As you probably remember from Psych 101, human beings are “gestalt” thinkers and lookers. When we survey a scene, we don’t typically pay attention to every detail—even when we think that’s what we’re doing—but instead see the big picture, the whole pattern or shape of things (gestalt is German for “shape”). As Alexandra Horowitz puts it, “Every time we enter a room, we take it in in broad strokes: if everything is where we expect it to be…we stop looking.”

Given the complexity of the human world, gestalt seeing and thinking can be a huge advantage. Imagine how overwhelming a trip to the grocery store would be if you were actually seeing and processing every sensory stimulus that presented itself. But the disadvantage of gestalt seeing and thinking is that we tend to see what we expect to see or what we are looking for rather than what is actually there. At the big-picture, philosophical level, this is true in the way we interpret facts. But it’s also true in a more immediate sense, in the way we perceive visual images and other sensory inputs. By way of example, I offer this basketball-related awareness test (it’s only a minute long and well worth watching):

Mystery-writers, magicians, and international spies do all kinds of interesting things with this idea that our expectations can make us blind to what is right in front of us. 

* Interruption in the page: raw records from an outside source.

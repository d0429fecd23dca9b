//! Order specifications and value comparison for sorting.

use std::cmp::Ordering;

use crate::error::{QueryError, Result};
use crate::lookup::Lookup;
use crate::value::Value;

/// Sort direction.
#[derive(Debug, Clone, Copy, PartialEq, Eq, Hash, Default)]
pub enum Dir {
    /// Ascending order (smallest first).
    #[default]
    Asc,
    /// Descending order (largest first).
    Desc,
}

impl Dir {
    /// Applies this direction to an ordering.
    pub fn apply(self, ordering: Ordering) -> Ordering {
        match self {
            Dir::Asc => ordering,
            Dir::Desc => ordering.reverse(),
        }
    }
}

/// One ordering key: an attribute path plus a direction.
///
/// Multiple keys sort lexicographically, first key primary; the sort is
/// stable, so records tied on every key keep their upstream order.
#[derive(Debug, Clone, PartialEq, Eq)]
pub struct OrderKey {
    lookup: Lookup,
    dir: Dir,
}

impl OrderKey {
    /// Parses an order key; a `-` prefix selects descending order.
    ///
    /// # Example
    ///
    /// ```
    /// use loiter::{Dir, OrderKey};
    ///
    /// let key = OrderKey::parse("-age").unwrap();
    /// assert_eq!(key.dir(), Dir::Desc);
    /// assert_eq!(key.lookup().segments(), ["age"]);
    /// ```
    pub fn parse(key: &str) -> Result<OrderKey> {
        let (dir, path) = match key.strip_prefix('-') {
            Some(rest) => (Dir::Desc, rest),
            None => (Dir::Asc, key),
        };

        Ok(OrderKey {
            lookup: Lookup::path(path)?,
            dir,
        })
    }

    /// Creates an order key from parts.
    pub fn new(lookup: Lookup, dir: Dir) -> OrderKey {
        OrderKey { lookup, dir }
    }

    /// The attribute path to sort by.
    pub fn lookup(&self) -> &Lookup {
        &self.lookup
    }

    /// The sort direction.
    pub fn dir(&self) -> Dir {
        self.dir
    }
}

/// Compares two values of the same kind.
///
/// Returns `Ok(None)` when the values are of the same kind but unordered
/// (`NaN`); cross-kind operands are a [`QueryError::Incomparable`]. Lists
/// compare lexicographically, shorter prefix first.
pub fn compare_values(a: &Value, b: &Value) -> Result<Option<Ordering>> {
    match (a, b) {
        (Value::Number(x), Value::Number(y)) => Ok(x.compare(*y)),
        (Value::Str(x), Value::Str(y)) => Ok(Some(x.cmp(y))),
        (Value::Bool(x), Value::Bool(y)) => Ok(Some(x.cmp(y))),
        (Value::Null, Value::Null) => Ok(Some(Ordering::Equal)),
        (Value::List(x), Value::List(y)) => {
            for (i, j) in x.iter().zip(y.iter()) {
                match compare_values(i, j)? {
                    Some(Ordering::Equal) => continue,
                    other => return Ok(other),
                }
            }
            Ok(Some(x.len().cmp(&y.len())))
        }
        _ => Err(QueryError::Incomparable {
            left: a.kind(),
            right: b.kind(),
        }),
    }
}

#[cfg(test)]
mod tests {
    use super::*;

    #[test]
    fn dir_apply() {
        assert_eq!(Dir::Asc.apply(Ordering::Less), Ordering::Less);
        assert_eq!(Dir::Desc.apply(Ordering::Less), Ordering::Greater);
        assert_eq!(Dir::Desc.apply(Ordering::Equal), Ordering::Equal);
    }

    #[test]
    fn parse_directions() {
        assert_eq!(OrderKey::parse("age").unwrap().dir(), Dir::Asc);
        assert_eq!(OrderKey::parse("-age").unwrap().dir(), Dir::Desc);
    }

    #[test]
    fn parse_nested_path() {
        let key = OrderKey::parse("-nested__id").unwrap();
        assert_eq!(key.lookup().segments(), ["nested", "id"]);
        assert_eq!(key.dir(), Dir::Desc);
    }

    #[test]
    fn bare_dash_is_invalid() {
        assert!(matches!(
            OrderKey::parse("-"),
            Err(QueryError::InvalidLookup(_))
        ));
    }

    #[test]
    fn compare_same_kind() {
        assert_eq!(
            compare_values(&Value::from(1i64), &Value::from(2i64)).unwrap(),
            Some(Ordering::Less)
        );
        assert_eq!(
            compare_values(&Value::from("apple"), &Value::from("banana")).unwrap(),
            Some(Ordering::Less)
        );
        assert_eq!(
            compare_values(&Value::from(false), &Value::from(true)).unwrap(),
            Some(Ordering::Less)
        );
    }

    #[test]
    fn compare_mixed_number_variants() {
        assert_eq!(
            compare_values(&Value::from(1i64), &Value::from(1.5)).unwrap(),
            Some(Ordering::Less)
        );
    }

    #[test]
    fn compare_nan_is_unordered() {
        assert_eq!(
            compare_values(&Value::from(f64::NAN), &Value::from(1.0)).unwrap(),
            None
        );
    }

    #[test]
    fn compare_lists_lexicographically() {
        let short = Value::from(vec![1i64, 2]);
        let long = Value::from(vec![1i64, 2, 3]);
        let bigger = Value::from(vec![1i64, 9]);

        assert_eq!(compare_values(&short, &long).unwrap(), Some(Ordering::Less));
        assert_eq!(
            compare_values(&bigger, &long).unwrap(),
            Some(Ordering::Greater)
        );
        assert_eq!(
            compare_values(&short, &short).unwrap(),
            Some(Ordering::Equal)
        );
    }

    #[test]
    fn compare_cross_kind_is_an_error() {
        assert!(matches!(
            compare_values(&Value::from(1i64), &Value::from("1")),
            Err(QueryError::Incomparable { .. })
        ));
        assert!(matches!(
            compare_values(&Value::from(vec![1i64]), &Value::from("1")),
            Err(QueryError::Incomparable { .. })
        ));
    }

    #[test]
    fn compare_mismatched_list_elements_is_an_error() {
        let numbers = Value::from(vec![1i64]);
        let strings = Value::from(vec!["a"]);
        assert!(matches!(
            compare_values(&numbers, &strings),
            Err(QueryError::Incomparable { .. })
        ));
    }
}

Understanding our tendency toward gestalt seeing is helpful to every writer, not just writers of mysteries, magicians’ manuals, and spy-thrillers. For one thing, it helps you know which details to include and which to omit when you depict a scene. When I talk to writers about the importance of using concrete detail, I am often asked how one knows the difference between too little detail, too much detail, and just the right amount of detail. An answer to that question starts with gestalt seeing. You know your reader wouldn’t notice and process every detail if she were present in the scene. So you need think in terms of which details she would notice, and give her those. And bear in mind that the details you notice in any given setting vary greatly according to the context. If you are tracking down a killer in a grocery store, you will notice one set of details. If you are tracking down raisin bran in that same grocery store, you will notice a whole other set of details.

I’ve been talking about human perception, but it was dog perception that started me down this path. So let’s return to dog perception. Whereas we are gestalt lookers, dogs apparently aren’t. We conserve valuable (and finite) mental energy and attention by learning not to see much of what is right in front of us. When I look out on my front yard, I don’t usually say “Look! Trees!” Those same trees were here yesterday and the day before that and all the  seven thousand or so days I’ve lived in this house. It would be exceedingly difficult to sit on my front porch and write this letter if I were constantly being amazed by the trees. Dogs, on the other hand, do seem to be amazed by things they’ve seen a thousand times. (This fact may help explain why so many dogs are unfocused and under-productive.)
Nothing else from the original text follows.